What to work on — Extract the entries in their exact form.

The records —
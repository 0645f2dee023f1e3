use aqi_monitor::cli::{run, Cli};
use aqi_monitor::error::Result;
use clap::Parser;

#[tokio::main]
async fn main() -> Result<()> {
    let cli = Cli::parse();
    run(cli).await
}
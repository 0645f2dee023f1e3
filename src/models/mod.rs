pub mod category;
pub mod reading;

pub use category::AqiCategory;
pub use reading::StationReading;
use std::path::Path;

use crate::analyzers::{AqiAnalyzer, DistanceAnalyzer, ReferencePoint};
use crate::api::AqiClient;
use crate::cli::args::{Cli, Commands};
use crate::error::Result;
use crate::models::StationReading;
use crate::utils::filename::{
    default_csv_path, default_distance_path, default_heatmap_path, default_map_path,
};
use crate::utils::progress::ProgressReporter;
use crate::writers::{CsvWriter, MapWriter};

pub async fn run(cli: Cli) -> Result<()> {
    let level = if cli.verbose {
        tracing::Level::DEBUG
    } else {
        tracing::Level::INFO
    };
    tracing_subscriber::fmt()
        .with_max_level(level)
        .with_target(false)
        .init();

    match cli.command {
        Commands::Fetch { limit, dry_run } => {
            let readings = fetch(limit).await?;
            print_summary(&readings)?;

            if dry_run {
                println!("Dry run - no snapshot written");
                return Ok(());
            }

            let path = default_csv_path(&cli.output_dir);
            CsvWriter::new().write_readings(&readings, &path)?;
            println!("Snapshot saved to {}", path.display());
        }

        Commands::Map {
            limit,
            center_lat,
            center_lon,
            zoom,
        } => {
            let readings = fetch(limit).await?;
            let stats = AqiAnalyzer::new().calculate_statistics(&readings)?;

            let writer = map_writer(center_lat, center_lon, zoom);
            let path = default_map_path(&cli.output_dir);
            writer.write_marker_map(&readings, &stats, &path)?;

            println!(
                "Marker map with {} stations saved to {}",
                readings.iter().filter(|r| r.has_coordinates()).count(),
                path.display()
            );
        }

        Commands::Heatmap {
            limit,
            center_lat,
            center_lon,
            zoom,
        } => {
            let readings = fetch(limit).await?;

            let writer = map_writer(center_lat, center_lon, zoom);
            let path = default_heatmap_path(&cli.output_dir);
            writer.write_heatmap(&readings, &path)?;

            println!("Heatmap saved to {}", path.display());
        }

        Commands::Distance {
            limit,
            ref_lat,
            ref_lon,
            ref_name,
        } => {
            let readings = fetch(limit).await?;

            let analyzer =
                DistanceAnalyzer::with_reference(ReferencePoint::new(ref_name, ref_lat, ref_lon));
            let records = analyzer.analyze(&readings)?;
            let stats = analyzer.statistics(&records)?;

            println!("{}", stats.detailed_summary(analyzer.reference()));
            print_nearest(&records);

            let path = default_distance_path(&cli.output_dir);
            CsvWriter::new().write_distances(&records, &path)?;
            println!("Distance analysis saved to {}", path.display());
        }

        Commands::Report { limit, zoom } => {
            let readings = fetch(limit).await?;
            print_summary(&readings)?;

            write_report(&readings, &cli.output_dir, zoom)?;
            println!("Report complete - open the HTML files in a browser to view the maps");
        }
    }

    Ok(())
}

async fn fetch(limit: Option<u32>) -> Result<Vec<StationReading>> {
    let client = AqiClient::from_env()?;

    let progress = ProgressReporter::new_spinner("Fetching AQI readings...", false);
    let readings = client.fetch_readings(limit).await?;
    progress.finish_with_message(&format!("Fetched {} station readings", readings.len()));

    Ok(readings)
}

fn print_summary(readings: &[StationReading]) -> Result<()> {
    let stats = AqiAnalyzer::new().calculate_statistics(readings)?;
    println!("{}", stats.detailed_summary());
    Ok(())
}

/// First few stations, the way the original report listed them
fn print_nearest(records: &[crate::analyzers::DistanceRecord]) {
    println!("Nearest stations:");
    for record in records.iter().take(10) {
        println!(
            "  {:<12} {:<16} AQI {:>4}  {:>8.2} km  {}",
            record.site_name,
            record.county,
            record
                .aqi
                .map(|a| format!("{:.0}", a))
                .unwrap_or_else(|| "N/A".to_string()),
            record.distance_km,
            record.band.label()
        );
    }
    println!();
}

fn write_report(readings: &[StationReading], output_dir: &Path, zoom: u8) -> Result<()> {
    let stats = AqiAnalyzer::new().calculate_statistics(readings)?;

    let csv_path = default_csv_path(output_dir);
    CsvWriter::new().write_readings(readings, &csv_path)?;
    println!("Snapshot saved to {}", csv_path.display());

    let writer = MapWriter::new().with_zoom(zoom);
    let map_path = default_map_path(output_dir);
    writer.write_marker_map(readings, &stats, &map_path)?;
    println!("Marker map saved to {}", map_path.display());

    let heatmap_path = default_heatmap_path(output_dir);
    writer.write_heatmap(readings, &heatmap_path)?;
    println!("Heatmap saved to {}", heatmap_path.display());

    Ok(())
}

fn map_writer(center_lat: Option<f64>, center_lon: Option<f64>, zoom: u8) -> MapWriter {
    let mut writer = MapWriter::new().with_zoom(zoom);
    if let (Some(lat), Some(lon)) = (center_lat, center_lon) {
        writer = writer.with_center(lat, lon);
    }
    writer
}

Response for this exercise —
repository 0645f2dee023f1e3
use aqi_monitor::cli::{run, Cli};
use aqi_monitor::error::Result;
use clap::Parser;

#[tokio::main]
async fn main() -> Result<()> {
    let cli = Cli::parse();
    run(cli).await
}
repository 0645f2dee023f1e3
filename src/models/mod.rs
pub mod category;
pub mod reading;

pub use category::AqiCategory;
pub use reading::StationReading;
use std::path::Path;

use crate::analyzers::{AqiAnalyzer, DistanceAnalyzer, ReferencePoint};
use crate::api::AqiClient;
use crate::cli::args::{Cli, Commands};
use crate::error::Result;
use crate::models::StationReading;
use crate::utils::filename::{
    default_csv_path, default_distance_path, default_heatmap_path, default_map_path,
};
use crate::utils::progress::ProgressReporter;
use crate::writers::{CsvWriter, MapWriter};

pub async fn run(cli: Cli) -> Result<()> {
    let level = if cli.verbose {
        tracing::Level::DEBUG
    } else {
        tracing::Level::INFO
    };
    tracing_subscriber::fmt()
        .with_max_level(level)
        .with_target(false)
        .init();

    match cli.command {
        Commands::Fetch { limit, dry_run } => {
            let readings = fetch(limit).await?;
            print_summary(&readings)?;

            if dry_run {
                println!("Dry run - no snapshot written");
                return Ok(());
            }

            let path = default_csv_path(&cli.output_dir);
            CsvWriter::new().write_readings(&readings, &path)?;
            println!("Snapshot saved to {}", path.display());
        }

        Commands::Map {
            limit,
            center_lat,
            center_lon,
            zoom,
        } => {
            let readings = fetch(limit).await?;
            let stats = AqiAnalyzer::new().calculate_statistics(&readings)?;

            let writer = map_writer(center_lat, center_lon, zoom);
            let path = default_map_path(&cli.output_dir);
            writer.write_marker_map(&readings, &stats, &path)?;

            println!(
                "Marker map with {} stations saved to {}",
                readings.iter().filter(|r| r.has_coordinates()).count(),
                path.display()
            );
        }

        Commands::Heatmap {
            limit,
            center_lat,
            center_lon,
            zoom,
        } => {
            let readings = fetch(limit).await?;

            let writer = map_writer(center_lat, center_lon, zoom);
            let path = default_heatmap_path(&cli.output_dir);
            writer.write_heatmap(&readings, &path)?;

            println!("Heatmap saved to {}", path.display());
        }

        Commands::Distance {
            limit,
            ref_lat,
            ref_lon,
            ref_name,
        } => {
            let readings = fetch(limit).await?;

            let analyzer =
                DistanceAnalyzer::with_reference(ReferencePoint::new(ref_name, ref_lat, ref_lon));
            let records = analyzer.analyze(&readings)?;
            let stats = analyzer.statistics(&records)?;

            println!("{}", stats.detailed_summary(analyzer.reference()));
            print_nearest(&records);

            let path = default_distance_path(&cli.output_dir);
            CsvWriter::new().write_distances(&records, &path)?;
            println!("Distance analysis saved to {}", path.display());
        }

        Commands::Report { limit, zoom } => {
            let readings = fetch(limit).await?;
            print_summary(&readings)?;

            write_report(&readings, &cli.output_dir, zoom)?;
            println!("Report complete - open the HTML files in a browser to view the maps");
        }
    }

    Ok(())
}

async fn fetch(limit: Option<u32>) -> Result<Vec<StationReading>> {
    let client = AqiClient::from_env()?;

    let progress = ProgressReporter::new_spinner("Fetching AQI readings...", false);
    let readings = client.fetch_readings(limit).await?;
    progress.finish_with_message(&format!("Fetched {} station readings", readings.len()));

    Ok(readings)
}

fn print_summary(readings: &[StationReading]) -> Result<()> {
    let stats = AqiAnalyzer::new().calculate_statistics(readings)?;
    println!("{}", stats.detailed_summary());
    Ok(())
}

/// First few stations, the way the original report listed them
fn print_nearest(records: &[crate::analyzers::DistanceRecord]) {
    println!("Nearest stations:");
    for record in records.iter().take(10) {
        println!(
            "  {:<12} {:<16} AQI {:>4}  {:>8.2} km  {}",
            record.site_name,
            record.county,
            record
                .aqi
                .map(|a| format!("{:.0}", a))
                .unwrap_or_else(|| "N/A".to_string()),
            record.distance_km,
            record.band.label()
        );
    }
    println!();
}

fn write_report(readings: &[StationReading], output_dir: &Path, zoom: u8) -> Result<()> {
    let stats = AqiAnalyzer::new().calculate_statistics(readings)?;

    let csv_path = default_csv_path(output_dir);
    CsvWriter::new().write_readings(readings, &csv_path)?;
    println!("Snapshot saved to {}", csv_path.display());

    let writer = MapWriter::new().with_zoom(zoom);
    let map_path = default_map_path(output_dir);
    writer.write_marker_map(readings, &stats, &map_path)?;
    println!("Marker map saved to {}", map_path.display());

    let heatmap_path = default_heatmap_path(output_dir);
    writer.write_heatmap(readings, &heatmap_path)?;
    println!("Heatmap saved to {}", heatmap_path.display());

    Ok(())
}

fn map_writer(center_lat: Option<f64>, center_lon: Option<f64>, zoom: u8) -> MapWriter {
    let mut writer = MapWriter::new().with_zoom(zoom);
    if let (Some(lat), Some(lon)) = (center_lat, center_lon) {
        writer = writer.with_center(lat, lon);
    }
    writer
}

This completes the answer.